We’ll go through this step by step. (Note: typically you’d abstract this into 2 or more functions, but for this tutorial we’ve kept it as one function.)

First, our function takes the received_http_message (which is a JSON object) and turns it into a list of values. Here’s what the result of this step will look like:

extracted_list <- jsonlite::fromJSON(received_http_message, simplifyDataFrame = F)
extracted_list
## $timeseries_name
## [1] "My_cool_timeseries"
## 
## $start_date
## [1] "2020-01-01"
## 
## $end_date
## [1] "2021-01-01"

Next, our function runs a simple check to make sure that blank values that should be NULL are actually being set to NULL. It looks way more complicated than it actually is. Basically, we loop through every item in our list and check if it’s equal to an empty string “” or the string “NULL” or the value NULL. If it’s equal to one of those, we set the value to the NULL. If not, then we just leave it as is.

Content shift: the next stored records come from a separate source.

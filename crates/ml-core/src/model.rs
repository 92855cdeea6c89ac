//! The opaque detection model and how it is loaded.

use std::{
    fs::File,
    io::{self, Read, Seek, SeekFrom},
    path::PathBuf,
};

use thiserror::Error;

/// Borrowed BGR8 pixels handed to a model. Models never mutate the frame.
#[derive(Clone, Copy, Debug)]
pub struct FrameView<'a> {
    pub bgr: &'a [u8],
    pub width: u32,
    pub height: u32,
}

impl FrameView<'_> {
    pub fn expected_len(&self) -> usize {
        self.width as usize * self.height as usize * 3
    }
}

/// Raw model output before labels are resolved. `bbox` is `[x1, y1, x2, y2]`
/// in frame pixels.
#[derive(Clone, Copy, Debug, PartialEq)]
pub struct RawDetection {
    pub class_id: usize,
    pub score: f32,
    pub bbox: [f32; 4],
}

#[derive(Clone, Copy, Debug, PartialEq)]
pub struct Thresholds {
    pub confidence: f32,
    pub iou: f32,
}

impl Default for Thresholds {
    fn default() -> Self {
        Self {
            confidence: 0.25,
            iou: 0.45,
        }
    }
}

#[derive(Debug, Error)]
pub enum ModelError {
    #[error("failed to load model from {path}: {reason}")]
    Load { path: PathBuf, reason: String },
    #[error(
        "refusing to load {path}: it is a pickle checkpoint and the model source is not trusted"
    )]
    UntrustedSource { path: PathBuf },
    #[error("inference failed: {0}")]
    Inference(String),
    #[error("invalid model input: {0}")]
    InvalidInput(String),
}

/// A loaded detection model.
pub trait DetectionModel: Send {
    /// Class names indexed by class id, as shipped with the model.
    fn class_names(&self) -> &[String];

    fn infer(
        &mut self,
        frame: FrameView<'_>,
        thresholds: Thresholds,
    ) -> Result<Vec<RawDetection>, ModelError>;
}

/// Where a model comes from and whether its author is trusted.
///
/// Trust only matters for pickled checkpoints, zipped or bare, which can
/// execute arbitrary code while being deserialised.
#[derive(Clone, Debug, PartialEq, Eq)]
pub struct ModelSource {
    pub path: PathBuf,
    pub trust_source: bool,
}

impl ModelSource {
    pub fn new(path: impl Into<PathBuf>) -> Self {
        Self {
            path: path.into(),
            trust_source: false,
        }
    }

    pub fn trusted(mut self, trust: bool) -> Self {
        self.trust_source = trust;
        self
    }
}

/// Loads models for detection sessions.
pub trait ModelLoader: Send + Sync {
    fn load(&self, source: &ModelSource) -> Result<Box<dyn DetectionModel>, ModelError>;
}

#[derive(Clone, Copy, Debug, PartialEq, Eq)]
pub enum ModelFormat {
    /// Zip archive with serialised code, as written by `torch.jit.save`.
    TorchScript,
    /// Zip archive holding only pickled data, as written by `torch.save`.
    Checkpoint,
    /// Bare pickle stream from legacy `torch.save`.
    Pickle,
    Unknown,
}

impl ModelFormat {
    /// Whether loading runs a pickle and so needs a trusted source.
    pub fn needs_trust(self) -> bool {
        matches!(self, Self::Checkpoint | Self::Pickle)
    }
}

const LOCAL_HEADER: [u8; 4] = *b"PK\x03\x04";
const CENTRAL_HEADER: [u8; 4] = *b"PK\x01\x02";
const END_OF_DIRECTORY: [u8; 4] = *b"PK\x05\x06";
const PICKLE_PROTO: u8 = 0x80;

const LOCAL_HEADER_LEN: usize = 30;
const CENTRAL_HEADER_LEN: usize = 46;
const END_OF_DIRECTORY_LEN: usize = 22;
/// Bytes walked through local headers when the central directory is unusable.
const LOCAL_SCAN_LIMIT: u64 = 1 << 20;

/// Classify a zip archive by its entry names.
///
/// Only archives carrying serialised code or a `constants.pkl` table are
/// TorchScript. Anything else is treated as a pickled checkpoint.
pub fn classify_archive<'a>(entries: impl IntoIterator<Item = &'a str>) -> ModelFormat {
    let scripted = entries.into_iter().any(|name| {
        name.starts_with("code/")
            || name.contains("/code/")
            || name == "constants.pkl"
            || name.ends_with("/constants.pkl")
    });
    if scripted {
        ModelFormat::TorchScript
    } else {
        ModelFormat::Checkpoint
    }
}

/// Check that a model file exists and may be loaded under its trust setting.
pub fn verify_source(source: &ModelSource) -> Result<ModelFormat, ModelError> {
    let load_err = |reason: String| ModelError::Load {
        path: source.path.clone(),
        reason,
    };
    let mut file = File::open(&source.path).map_err(|err| load_err(err.to_string()))?;
    let format = inspect(&mut file).map_err(|err| load_err(err.to_string()))?;
    if format.needs_trust() && !source.trust_source {
        return Err(ModelError::UntrustedSource {
            path: source.path.clone(),
        });
    }
    Ok(format)
}

fn inspect(file: &mut File) -> io::Result<ModelFormat> {
    let mut header = [0u8; 4];
    let read = file.read(&mut header)?;
    if read == 0 {
        return Err(io::Error::new(io::ErrorKind::UnexpectedEof, "file is empty"));
    }
    let header = &header[..read];
    if header.starts_with(&LOCAL_HEADER) {
        let names = archive_entries(file)?;
        Ok(classify_archive(names.iter().map(String::as_str)))
    } else if header.first() == Some(&PICKLE_PROTO) {
        Ok(ModelFormat::Pickle)
    } else {
        Ok(ModelFormat::Unknown)
    }
}

/// Entry names from the central directory, or from the local headers when the
/// directory is missing or points outside the file.
fn archive_entries(file: &mut File) -> io::Result<Vec<String>> {
    let len = file.metadata()?.len();
    let tail_len = len.min(END_OF_DIRECTORY_LEN as u64 + u64::from(u16::MAX));
    file.seek(SeekFrom::Start(len - tail_len))?;
    let mut tail = vec![0u8; tail_len as usize];
    file.read_exact(&mut tail)?;

    if let Some((offset, size)) = directory_location(&tail) {
        if offset.saturating_add(size) <= len {
            file.seek(SeekFrom::Start(offset))?;
            let mut directory = vec![0u8; size as usize];
            file.read_exact(&mut directory)?;
            return Ok(central_entries(&directory));
        }
    }

    file.seek(SeekFrom::Start(0))?;
    let mut head = Vec::new();
    file.take(LOCAL_SCAN_LIMIT).read_to_end(&mut head)?;
    Ok(local_entries(&head))
}

fn directory_location(tail: &[u8]) -> Option<(u64, u64)> {
    let at = tail
        .windows(END_OF_DIRECTORY.len())
        .rposition(|window| window == END_OF_DIRECTORY)?;
    let record = tail.get(at..at + END_OF_DIRECTORY_LEN)?;
    let size = u64::from(le_u32(record, 12)?);
    let offset = u64::from(le_u32(record, 16)?);
    Some((offset, size))
}

fn central_entries(directory: &[u8]) -> Vec<String> {
    let mut names = Vec::new();
    let mut at = 0;
    while directory.get(at..at + 4) == Some(&CENTRAL_HEADER[..]) {
        let Some(header) = directory.get(at..at + CENTRAL_HEADER_LEN) else {
            break;
        };
        let (Some(name_len), Some(extra_len), Some(comment_len)) =
            (le_u16(header, 28), le_u16(header, 30), le_u16(header, 32))
        else {
            break;
        };
        let start = at + CENTRAL_HEADER_LEN;
        let Some(name) = directory.get(start..start + name_len) else {
            break;
        };
        names.push(String::from_utf8_lossy(name).into_owned());
        at = start + name_len + extra_len + comment_len;
    }
    names
}

fn local_entries(head: &[u8]) -> Vec<String> {
    let mut names = Vec::new();
    let mut at = 0;
    while head.get(at..at + 4) == Some(&LOCAL_HEADER[..]) {
        let start = at + LOCAL_HEADER_LEN;
        let Some(header) = head.get(at..start) else {
            break;
        };
        let (Some(compressed), Some(name_len), Some(extra_len)) =
            (le_u32(header, 18), le_u16(header, 26), le_u16(header, 28))
        else {
            break;
        };
        let name_end = (start + name_len).min(head.len());
        names.push(String::from_utf8_lossy(&head[start..name_end]).into_owned());
        at = start + name_len + extra_len + compressed as usize;
    }
    names
}

fn le_u16(bytes: &[u8], at: usize) -> Option<usize> {
    let raw = bytes.get(at..at + 2)?;
    Some(usize::from(u16::from_le_bytes([raw[0], raw[1]])))
}

fn le_u32(bytes: &[u8], at: usize) -> Option<u32> {
    let raw = bytes.get(at..at + 4)?;
    Some(u32::from_le_bytes([raw[0], raw[1], raw[2], raw[3]]))
}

After that, we make sure that our list only consists of the items we need. Ideally the HTTP request will only send the information you need, but that won’t always bee the case. Our final arguments list is thus named, aptly, final_arguments_list.

The final step is to save each item in our list as a variable in our environment using the list2env() function. This function takes the three items in the final_arguments_list and creates three variables. The name of each variable will be the name of the item in the list. The value of each variable will be the value! So we’ll wind up with three variables: timeseries_name, start_date, and end_date.

All that’s left to do now is call our original function with these variables! We do just that in the final line of the code chunk above.

Conclusion

By adding one function, we’ve successfully changed our package to accept HTTP requests from EnviroData. Note that you’ll also want to be in contact with EnviroData dev team throughout this process, as they’ll need to setup some stuff on their end. I’ve outlined below the entire process, including what you’ll want to tell developers as well as some of the steps that are out of this tutorial’s scope.

  1. Build an analysis script

  2. Turn that script into an R package. See the Data Analytics Team’s SOP on Developing R Packages for more info

  3. Identify the arguments that the main function in your package accepts.

  4. Imagine what you want the EnviroData UI to look like. (For example, do you want a big red button? Will users select start and end date using a calendar or a dropdown menu?)

  5. Speak to a Hatfield EnviroData developer and tell them you’d like to turn your R package into an envirodata service. You’ll want to give them a brief overview of your package’s goal (i.e., what it does), a list of arguments it accepts, and how you want the EnviroData UI to look.

  6. Alter your package as outlined in this tutorial. Specifically, you’ll need a function that can parse the incoming JSON formatted HTTP request.

  7. Wait for the dev team to link up your new service

Now that you know how to set up your package as an EnviroData service, you can spend more time focusing on writing powerful data analysis packages!